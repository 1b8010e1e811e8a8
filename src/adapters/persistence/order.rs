use async_trait::async_trait;
use sqlx::Row;

use crate::{
    adapters::persistence::{PostgresPersistence, parse_status},
    app_error::{AppError, AppResult},
    application::use_cases::payment::{OrderProfile, OrderRepo, StudyPackProfile},
    domain::entities::order_status::OrderStatus,
};

// Prices are numeric(12,2) in whole VND; the fractional part is always zero.
const SELECT_COLS: &str = r#"
    o.id, o.user_id, o.pack_id, sp.name AS pack_name,
    o.price_at_purchase::BIGINT AS price_vnd, o.status,
    o.started_at, o.expires_at, o.created_at
"#;

fn row_to_profile(row: sqlx::postgres::PgRow) -> AppResult<OrderProfile> {
    let status: String = row.get("status");
    Ok(OrderProfile {
        id: row.get("id"),
        user_id: row.get("user_id"),
        pack_id: row.get("pack_id"),
        pack_name: row.get("pack_name"),
        price_vnd: row.get("price_vnd"),
        status: parse_status(&status, "orders.status")?,
        started_at: row.get("started_at"),
        expires_at: row.get("expires_at"),
        created_at: row.get("created_at"),
    })
}

#[async_trait]
impl OrderRepo for PostgresPersistence {
    async fn create(&self, user_id: i64, pack: &StudyPackProfile) -> AppResult<OrderProfile> {
        let id: i64 = sqlx::query(
            r#"
            INSERT INTO orders (user_id, pack_id, price_at_purchase, status, started_at, created_at, updated_at)
            VALUES ($1, $2, $3::NUMERIC, $4, NOW(), NOW(), NOW())
            RETURNING id
            "#,
        )
        .bind(user_id)
        .bind(pack.id)
        .bind(pack.price_vnd)
        .bind(OrderStatus::Pending.as_ref())
        .fetch_one(self.pool())
        .await?
        .get("id");

        self.get_by_id(id).await?.ok_or(AppError::NotFound)
    }

    async fn get_by_id(&self, order_id: i64) -> AppResult<Option<OrderProfile>> {
        let row = sqlx::query(&format!(
            "SELECT {SELECT_COLS} FROM orders o LEFT JOIN study_packs sp ON sp.id = o.pack_id WHERE o.id = $1"
        ))
        .bind(order_id)
        .fetch_optional(self.pool())
        .await?;
        row.map(row_to_profile).transpose()
    }

    async fn list_by_user(&self, user_id: i64) -> AppResult<Vec<OrderProfile>> {
        let rows = sqlx::query(&format!(
            r#"
            SELECT {SELECT_COLS} FROM orders o
            LEFT JOIN study_packs sp ON sp.id = o.pack_id
            WHERE o.user_id = $1
            ORDER BY o.created_at DESC, o.id DESC
            "#
        ))
        .bind(user_id)
        .fetch_all(self.pool())
        .await?;
        rows.into_iter().map(row_to_profile).collect()
    }
}
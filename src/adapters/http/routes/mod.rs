pub mod payment;
pub mod user;

use axum::Router;

use crate::adapters::http::app_state::AppState;

pub fn router() -> Router<AppState> {
    Router::new()
        .nest("/payment", payment::router())
        .nest("/users", user::router())
}
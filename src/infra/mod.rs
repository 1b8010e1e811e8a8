use crate::{adapters::persistence::PostgresPersistence, infra::db::init_db};

pub mod app;
pub mod config;
pub mod db;
pub mod setup;
pub mod vnpay;

pub async fn postgres_persistence(database_url: &str) -> anyhow::Result<PostgresPersistence> {
    let pool = init_db(database_url).await?;
    let persistence = PostgresPersistence::new(pool);
    Ok(persistence)
}
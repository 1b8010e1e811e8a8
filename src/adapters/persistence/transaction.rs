use async_trait::async_trait;
use sqlx::{Postgres, Row, postgres::PgArguments, query::Query};

use crate::{
    adapters::persistence::{PostgresPersistence, parse_status},
    app_error::AppResult,
    application::use_cases::payment::{TransactionProfile, TransactionRecord, TransactionRepo},
};

const SELECT_COLS: &str = r#"
    id, order_id, provider, provider_txn_id, method,
    amount::BIGINT AS amount_vnd, status, message, raw_payload
"#;

fn row_to_profile(row: sqlx::postgres::PgRow) -> AppResult<TransactionProfile> {
    let status: String = row.get("status");
    let raw_payload: Option<serde_json::Value> = row.get("raw_payload");
    Ok(TransactionProfile {
        id: row.get("id"),
        order_id: row.get("order_id"),
        provider: row.get("provider"),
        provider_txn_id: row.get("provider_txn_id"),
        method: row.get("method"),
        amount_vnd: row.get("amount_vnd"),
        status: parse_status(&status, "transactions.status")?,
        message: row.get("message"),
        raw_payload: raw_payload.unwrap_or(serde_json::Value::Null),
    })
}

#[async_trait]
impl TransactionRepo for PostgresPersistence {
    async fn find_by_order(&self, order_id: i64) -> AppResult<Option<TransactionProfile>> {
        let row = sqlx::query(&format!(
            "SELECT {SELECT_COLS} FROM transactions WHERE order_id = $1 ORDER BY id DESC LIMIT 1"
        ))
        .bind(order_id)
        .fetch_optional(self.pool())
        .await?;
        row.map(row_to_profile).transpose()
    }

    async fn upsert(&self, record: TransactionRecord) -> AppResult<TransactionProfile> {
        let sql = upsert_sql();
        let row = bind_record(sqlx::query(&sql), &record)
            .fetch_one(self.pool())
            .await?;
        row_to_profile(row)
    }
}

/// One row per order; requires a unique index on transactions(order_id).
pub(super) fn upsert_sql() -> String {
    format!(
        r#"
        INSERT INTO transactions (
            order_id, provider, provider_txn_id, method, amount, status,
            message, raw_payload, created_at, updated_at
        )
        VALUES ($1, $2, $3, $4, $5::NUMERIC, $6, $7, $8, NOW(), NOW())
        ON CONFLICT (order_id) DO UPDATE SET
            provider = EXCLUDED.provider,
            provider_txn_id = EXCLUDED.provider_txn_id,
            method = EXCLUDED.method,
            amount = EXCLUDED.amount,
            status = EXCLUDED.status,
            message = EXCLUDED.message,
            raw_payload = EXCLUDED.raw_payload,
            updated_at = NOW()
        RETURNING {SELECT_COLS}
        "#
    )
}

pub(super) fn bind_record<'q>(
    query: Query<'q, Postgres, PgArguments>,
    record: &'q TransactionRecord,
) -> Query<'q, Postgres, PgArguments> {
    query
        .bind(record.order_id)
        .bind(&record.provider)
        .bind(&record.provider_txn_id)
        .bind(&record.method)
        .bind(record.amount_vnd)
        .bind(record.status.as_ref())
        .bind(&record.message)
        .bind(&record.raw_payload)
}
use sqlx::{PgPool, postgres::PgPoolOptions};
use tracing::info;

pub async fn init_db(database_url: &str) -> anyhow::Result<PgPool> {
    let pool = PgPoolOptions::new()
        .max_connections(10)
        .connect(database_url)
        .await
        .map_err(|e| {
            anyhow::anyhow!("Postgres connection failed (check DATABASE_URL/password): {e}")
        })?;

    info!("Connected to database!");
    Ok(pool)
}
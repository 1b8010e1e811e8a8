//! Test app state builder for HTTP-level testing.
//!
//! Creates an `AppState` backed by the in-memory repositories, so routers can
//! be exercised with `axum_test::TestServer` without Postgres.

use std::net::SocketAddr;
use std::sync::Arc;

use axum::http::HeaderValue;
use secrecy::SecretString;
use time::{Duration, OffsetDateTime};

use crate::{
    adapters::http::app_state::AppState,
    application::{
        jwt::TokenAuthority,
        use_cases::payment::{OrderProfile, PaymentUseCases, StudyPackProfile},
    },
    domain::entities::role::Role,
    infra::config::{AppConfig, TokenConfig},
    test_utils::{
        InMemoryOrderRepo, InMemorySettlementRepo, InMemoryStudyPackRepo, InMemoryTransactionRepo,
        TEST_JWT_SECRET, create_test_pack, test_vnpay_config,
    },
};

const TEST_TOKEN_TTL_MILLIS: i64 = 86_400_000;

pub struct TestAppStateBuilder {
    orders: Vec<OrderProfile>,
    packs: Vec<StudyPackProfile>,
    trust_proxy: bool,
}

impl Default for TestAppStateBuilder {
    fn default() -> Self {
        Self::new()
    }
}

impl TestAppStateBuilder {
    /// A builder seeded with the default study pack (id 1).
    pub fn new() -> Self {
        Self {
            orders: Vec::new(),
            packs: vec![create_test_pack(|_| {})],
            trust_proxy: false,
        }
    }

    pub fn with_order(mut self, order: OrderProfile) -> Self {
        self.orders.push(order);
        self
    }

    pub fn with_pack(mut self, pack: StudyPackProfile) -> Self {
        self.packs.push(pack);
        self
    }

    pub fn with_trust_proxy(mut self, trust_proxy: bool) -> Self {
        self.trust_proxy = trust_proxy;
        self
    }

    fn token_authority() -> TokenAuthority {
        TokenAuthority::new(
            SecretString::from(TEST_JWT_SECRET.to_string()),
            Duration::milliseconds(TEST_TOKEN_TTL_MILLIS),
        )
    }

    /// A valid identity-bound token for the state this builder produces.
    pub fn token_for(&self, email: &str, role: Role, user_id: i64) -> String {
        Self::token_authority()
            .issue(email, role, user_id)
            .expect("Failed to issue test token")
    }

    pub fn legacy_token_for(&self, email: &str, role: Role) -> String {
        Self::token_authority()
            .issue_without_user_id(email, role)
            .expect("Failed to issue test token")
    }

    pub fn expired_token_for(&self, email: &str, role: Role, user_id: i64) -> String {
        let issued = OffsetDateTime::now_utc() - Duration::days(2);
        Self::token_authority()
            .issue_at(email, role, Some(user_id), issued)
            .expect("Failed to issue test token")
    }

    pub fn build(self) -> AppState {
        let vnpay = test_vnpay_config();
        let config = AppConfig {
            token: TokenConfig {
                secret: SecretString::from(TEST_JWT_SECRET.to_string()),
                expiration_millis: TEST_TOKEN_TTL_MILLIS,
            },
            vnpay: vnpay.clone(),
            bind_addr: SocketAddr::from(([127, 0, 0, 1], 0)),
            cors_origin: HeaderValue::from_static("http://localhost:3000"),
            database_url: "postgres://unused".to_string(),
            trust_proxy: self.trust_proxy,
        };

        let orders = Arc::new(InMemoryOrderRepo::with_orders(self.orders));
        let transactions = Arc::new(InMemoryTransactionRepo::new());
        let payment_use_cases = PaymentUseCases::new(
            orders.clone(),
            Arc::new(InMemoryStudyPackRepo::with_packs(self.packs)),
            transactions.clone(),
            Arc::new(InMemorySettlementRepo::new(orders, transactions)),
            Arc::new(vnpay),
        );

        AppState {
            config: Arc::new(config),
            token_authority: Arc::new(Self::token_authority()),
            payment_use_cases: Arc::new(payment_use_cases),
        }
    }
}
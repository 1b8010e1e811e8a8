pub mod payment;
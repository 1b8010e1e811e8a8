use async_trait::async_trait;
use sqlx::Row;

use crate::{
    adapters::persistence::{
        PostgresPersistence, parse_status,
        transaction::{bind_record, upsert_sql},
    },
    app_error::{AppError, AppResult},
    application::use_cases::payment::{SettleOutcome, Settlement, SettlementRepo},
    domain::entities::transaction_status::TransactionStatus,
};

#[async_trait]
impl SettlementRepo for PostgresPersistence {
    async fn settle(&self, settlement: Settlement) -> AppResult<SettleOutcome> {
        let order_id = settlement.order_id;
        let mut tx = self.pool().begin().await?;

        // Concurrent deliveries for the same order queue up here.
        sqlx::query("SELECT id FROM orders WHERE id = $1 FOR UPDATE")
            .bind(order_id)
            .fetch_optional(&mut *tx)
            .await?
            .ok_or(AppError::NotFound)?;

        let current = sqlx::query("SELECT status FROM transactions WHERE order_id = $1")
            .bind(order_id)
            .fetch_optional(&mut *tx)
            .await?;
        if let Some(row) = current {
            let status: String = row.get("status");
            let status: TransactionStatus = parse_status(&status, "transactions.status")?;
            if status.is_confirmed() {
                tx.rollback().await?;
                return Ok(SettleOutcome::AlreadyConfirmed);
            }
        }

        if settlement.grant_premium {
            let result = sqlx::query("UPDATE users SET is_premium = TRUE WHERE id = $1")
                .bind(settlement.user_id)
                .execute(&mut *tx)
                .await?;
            if result.rows_affected() == 0 {
                tracing::warn!(user_id = settlement.user_id, "Premium upgrade for unknown user");
                return Err(AppError::NotFound);
            }
        }

        sqlx::query(
            r#"
            UPDATE orders
            SET status = $2, expires_at = COALESCE($3, expires_at), updated_at = NOW()
            WHERE id = $1
            "#,
        )
        .bind(order_id)
        .bind(settlement.order_status.as_ref())
        .bind(settlement.expires_at)
        .execute(&mut *tx)
        .await?;

        let sql = upsert_sql();
        bind_record(sqlx::query(&sql), &settlement.transaction)
            .execute(&mut *tx)
            .await?;

        tx.commit().await?;
        Ok(SettleOutcome::Applied)
    }
}
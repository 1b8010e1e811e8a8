use std::net::SocketAddr;

use axum::{
    extract::{ConnectInfo, FromRequestParts},
    http::request::Parts,
};
use serde::Serialize;

use crate::{
    adapters::http::{app_state::AppState, middleware::forwarded_ip},
    app_error::AppError,
    domain::entities::role::Role,
    infra::vnpay::normalize_loopback,
};

/// Caller identity established by the auth gate from a valid session token.
#[derive(Debug, Clone, PartialEq, Eq, Serialize)]
pub struct AuthUser {
    pub email: String,
    pub role: Role,
    /// Absent on legacy tokens issued before identity binding.
    pub user_id: Option<i64>,
}

impl<S: Send + Sync> FromRequestParts<S> for AuthUser {
    type Rejection = AppError;

    async fn from_request_parts(parts: &mut Parts, _state: &S) -> Result<Self, Self::Rejection> {
        parts
            .extensions
            .get::<AuthUser>()
            .cloned()
            .ok_or(AppError::InvalidCredentials)
    }
}

/// The caller's numeric user id. Legacy tokens without `userId` are refused,
/// so ownership checks never fall back to the email subject.
#[derive(Debug, Clone, Copy)]
pub struct RequireUserId(pub i64);

impl<S: Send + Sync> FromRequestParts<S> for RequireUserId {
    type Rejection = AppError;

    async fn from_request_parts(parts: &mut Parts, state: &S) -> Result<Self, Self::Rejection> {
        let user = AuthUser::from_request_parts(parts, state).await?;
        match user.user_id {
            Some(id) => Ok(RequireUserId(id)),
            None => {
                tracing::warn!(email = %user.email, "Token without userId used for identity-bound request");
                Err(AppError::InvalidCredentials)
            }
        }
    }
}

/// Client address as reported to the payment gateway.
#[derive(Debug, Clone, PartialEq, Eq)]
pub struct ClientIp(pub String);

const FALLBACK_IP: &str = "127.0.0.1";

impl FromRequestParts<AppState> for ClientIp {
    type Rejection = AppError;

    async fn from_request_parts(
        parts: &mut Parts,
        state: &AppState,
    ) -> Result<Self, Self::Rejection> {
        let peer = parts
            .extensions
            .get::<ConnectInfo<SocketAddr>>()
            .map(|ConnectInfo(addr)| addr.ip().to_string());

        // Only trust forwarded headers if explicitly configured (when behind a reverse proxy)
        let forwarded = if state.config.trust_proxy {
            forwarded_ip(&parts.headers)
        } else {
            None
        };

        let ip = forwarded
            .or(peer)
            .unwrap_or_else(|| FALLBACK_IP.to_string());
        Ok(ClientIp(normalize_loopback(&ip)))
    }
}
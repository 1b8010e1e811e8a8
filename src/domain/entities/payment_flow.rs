use serde::{Deserialize, Serialize};
use strum::{AsRefStr, Display, EnumString};

/// Progress of one outbound gateway payment.
///
/// `Built -> Signed -> Redirected -> {Returned, CallbackReceived, Expired}`,
/// and a returned or called-back payment ends `Verified` or `Rejected`
/// depending on the signature check. Transitions are driven by gateway
/// traffic; this type only guards their order.
#[derive(
    Debug, Clone, Copy, PartialEq, Eq, Hash, Serialize, Deserialize, AsRefStr, Display, EnumString,
)]
#[serde(rename_all = "SCREAMING_SNAKE_CASE")]
#[strum(serialize_all = "SCREAMING_SNAKE_CASE", ascii_case_insensitive)]
pub enum PaymentFlowState {
    Built,
    Signed,
    Redirected,
    Returned,
    CallbackReceived,
    Expired,
    Verified,
    Rejected,
}

impl PaymentFlowState {
    /// Valid transitions from this state
    pub fn valid_transitions(&self) -> &'static [PaymentFlowState] {
        use PaymentFlowState::*;
        match self {
            Built => &[Signed],
            Signed => &[Redirected],
            Redirected => &[Returned, CallbackReceived, Expired],
            Returned | CallbackReceived => &[Verified, Rejected],
            Expired | Verified | Rejected => &[],
        }
    }

    pub fn can_transition_to(&self, next: PaymentFlowState) -> bool {
        self.valid_transitions().contains(&next)
    }

    pub fn is_terminal(&self) -> bool {
        self.valid_transitions().is_empty()
    }

    /// Outcome of a signature check on a returned or called-back payment.
    pub fn verification_outcome(signature_valid: bool) -> PaymentFlowState {
        if signature_valid {
            PaymentFlowState::Verified
        } else {
            PaymentFlowState::Rejected
        }
    }
}

/// Tracks a single payment through [`PaymentFlowState`], refusing
/// out-of-order transitions.
///
/// This is a per-request guard and transition log, not stored state. The
/// persisted order and transaction statuses decide what a callback may do;
/// callbacks resume here at `Redirected`. `Expired` is never entered by a
/// request, since an unpaid order simply stays `PENDING` in the database.
#[derive(Debug, Clone)]
pub struct PaymentFlow {
    reference: String,
    state: PaymentFlowState,
}

impl PaymentFlow {
    pub fn built(reference: impl Into<String>) -> Self {
        Self {
            reference: reference.into(),
            state: PaymentFlowState::Built,
        }
    }

    /// Resume tracking at a known state, e.g. when a callback arrives for a
    /// redirect issued by an earlier request.
    pub fn resume(reference: impl Into<String>, state: PaymentFlowState) -> Self {
        Self {
            reference: reference.into(),
            state,
        }
    }

    pub fn state(&self) -> PaymentFlowState {
        self.state
    }

    pub fn reference(&self) -> &str {
        &self.reference
    }

    pub fn advance(&mut self, next: PaymentFlowState) -> Result<PaymentFlowState, String> {
        if !self.state.can_transition_to(next) {
            return Err(format!(
                "payment {}: illegal transition {} -> {}",
                self.reference, self.state, next
            ));
        }
        tracing::debug!(
            reference = %self.reference,
            from = %self.state,
            to = %next,
            "Payment flow transition"
        );
        self.state = next;
        Ok(next)
    }
}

——

What you have to do: Using the records, find the number of lines in which the string "EXCLUDED" occurs. Reply with that number alone.

Task result: 7